→ **Task to complete**
The data below is to be returned in full and exactly.

##########

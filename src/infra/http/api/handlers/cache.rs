//! Cache inspection and manipulation handlers.

use axum::Json;
use axum::extract::rejection::QueryRejection;
use axum::extract::{Path, Query, State};
use axum::http::StatusCode;
use axum::response::IntoResponse;

use crate::application::words::CacheLoad;

use super::{path_term, word_service_to_api};
use crate::infra::http::api::error::ApiError;
use crate::infra::http::api::models::*;
use crate::infra::http::api::state::ApiState;

pub async fn get_cache(State(state): State<ApiState>) -> Json<CacheOverviewResponse> {
    Json(CacheOverviewResponse {
        stats: state.cache.stats(),
        cache: state.cache.contents(),
    })
}

pub async fn get_cache_stats(State(state): State<ApiState>) -> Json<CacheStatsResponse> {
    Json(CacheStatsResponse {
        message: "Cache statistics",
        stats: state.cache.stats(),
    })
}

pub async fn clear_cache(State(state): State<ApiState>) -> Json<CacheStatsResponse> {
    state.cache.clear();
    Json(CacheStatsResponse {
        message: "Cache cleared",
        stats: state.cache.stats(),
    })
}

pub async fn get_cached_entry(
    State(state): State<ApiState>,
    Path(term): Path<String>,
) -> Result<impl IntoResponse, ApiError> {
    let term = path_term(&term)?;

    match state.cache.get(&term) {
        Some(hit) => Ok(Json(CachedEntryResponse {
            term,
            tier: hit.tier,
            value: hit.value,
            metadata: hit.metadata,
        })),
        None => Err(ApiError::not_found("term not cached")),
    }
}

pub async fn load_cached_entry(
    State(state): State<ApiState>,
    Path(term): Path<String>,
    query: Result<Query<CacheLoadQuery>, QueryRejection>,
) -> Result<impl IntoResponse, ApiError> {
    let Query(query) =
        query.map_err(|err| ApiError::bad_request("Invalid ttl", Some(err.body_text())))?;

    let outcome = state
        .words
        .load_into_cache(&term, query.ttl)
        .await
        .map_err(word_service_to_api)?;

    match outcome {
        CacheLoad::AlreadyCached(hit) => Err(ApiError::conflict(
            "Term already cached",
            Some(format!("found in {} tier", hit.tier.as_str())),
        )),
        CacheLoad::NotInStore => Err(ApiError::not_found("term not found")),
        CacheLoad::Loaded { word, ttl } => Ok((
            StatusCode::CREATED,
            Json(CacheLoadResponse {
                message: "Term cached",
                term: word.term.clone(),
                ttl,
                value: word,
            }),
        )),
    }
}

pub async fn delete_cached_entry(
    State(state): State<ApiState>,
    Path(term): Path<String>,
) -> Result<impl IntoResponse, ApiError> {
    let term = path_term(&term)?;

    if !state.cache.delete(&term) {
        return Err(ApiError::not_found("term not cached"));
    }

    Ok(Json(MessageResponse {
        message: "Term removed from cache",
        term: Some(term),
    }))
}
pub mod application;
pub mod cache;
pub mod config;
pub mod domain;
pub mod infra;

##########

→ **Answer to the problem**
filename src/infra/http/api/handlers/cache.rs
//! Cache inspection and manipulation handlers.

use axum::Json;
use axum::extract::rejection::QueryRejection;
use axum::extract::{Path, Query, State};
use axum::http::StatusCode;
use axum::response::IntoResponse;

use crate::application::words::CacheLoad;

use super::{path_term, word_service_to_api};
use crate::infra::http::api::error::ApiError;
use crate::infra::http::api::models::*;
use crate::infra::http::api::state::ApiState;

pub async fn get_cache(State(state): State<ApiState>) -> Json<CacheOverviewResponse> {
    Json(CacheOverviewResponse {
        stats: state.cache.stats(),
        cache: state.cache.contents(),
    })
}

pub async fn get_cache_stats(State(state): State<ApiState>) -> Json<CacheStatsResponse> {
    Json(CacheStatsResponse {
        message: "Cache statistics",
        stats: state.cache.stats(),
    })
}

pub async fn clear_cache(State(state): State<ApiState>) -> Json<CacheStatsResponse> {
    state.cache.clear();
    Json(CacheStatsResponse {
        message: "Cache cleared",
        stats: state.cache.stats(),
    })
}

pub async fn get_cached_entry(
    State(state): State<ApiState>,
    Path(term): Path<String>,
) -> Result<impl IntoResponse, ApiError> {
    let term = path_term(&term)?;

    match state.cache.get(&term) {
        Some(hit) => Ok(Json(CachedEntryResponse {
            term,
            tier: hit.tier,
            value: hit.value,
            metadata: hit.metadata,
        })),
        None => Err(ApiError::not_found("term not cached")),
    }
}

pub async fn load_cached_entry(
    State(state): State<ApiState>,
    Path(term): Path<String>,
    query: Result<Query<CacheLoadQuery>, QueryRejection>,
) -> Result<impl IntoResponse, ApiError> {
    let Query(query) =
        query.map_err(|err| ApiError::bad_request("Invalid ttl", Some(err.body_text())))?;

    let outcome = state
        .words
        .load_into_cache(&term, query.ttl)
        .await
        .map_err(word_service_to_api)?;

    match outcome {
        CacheLoad::AlreadyCached(hit) => Err(ApiError::conflict(
            "Term already cached",
            Some(format!("found in {} tier", hit.tier.as_str())),
        )),
        CacheLoad::NotInStore => Err(ApiError::not_found("term not found")),
        CacheLoad::Loaded { word, ttl } => Ok((
            StatusCode::CREATED,
            Json(CacheLoadResponse {
                message: "Term cached",
                term: word.term.clone(),
                ttl,
                value: word,
            }),
        )),
    }
}

pub async fn delete_cached_entry(
    State(state): State<ApiState>,
    Path(term): Path<String>,
) -> Result<impl IntoResponse, ApiError> {
    let term = path_term(&term)?;

    if !state.cache.delete(&term) {
        return Err(ApiError::not_found("term not cached"));
    }

    Ok(Json(MessageResponse {
        message: "Term removed from cache",
        term: Some(term),
    }))
}
pub mod application;
pub mod cache;
pub mod config;
pub mod domain;
pub mod infra;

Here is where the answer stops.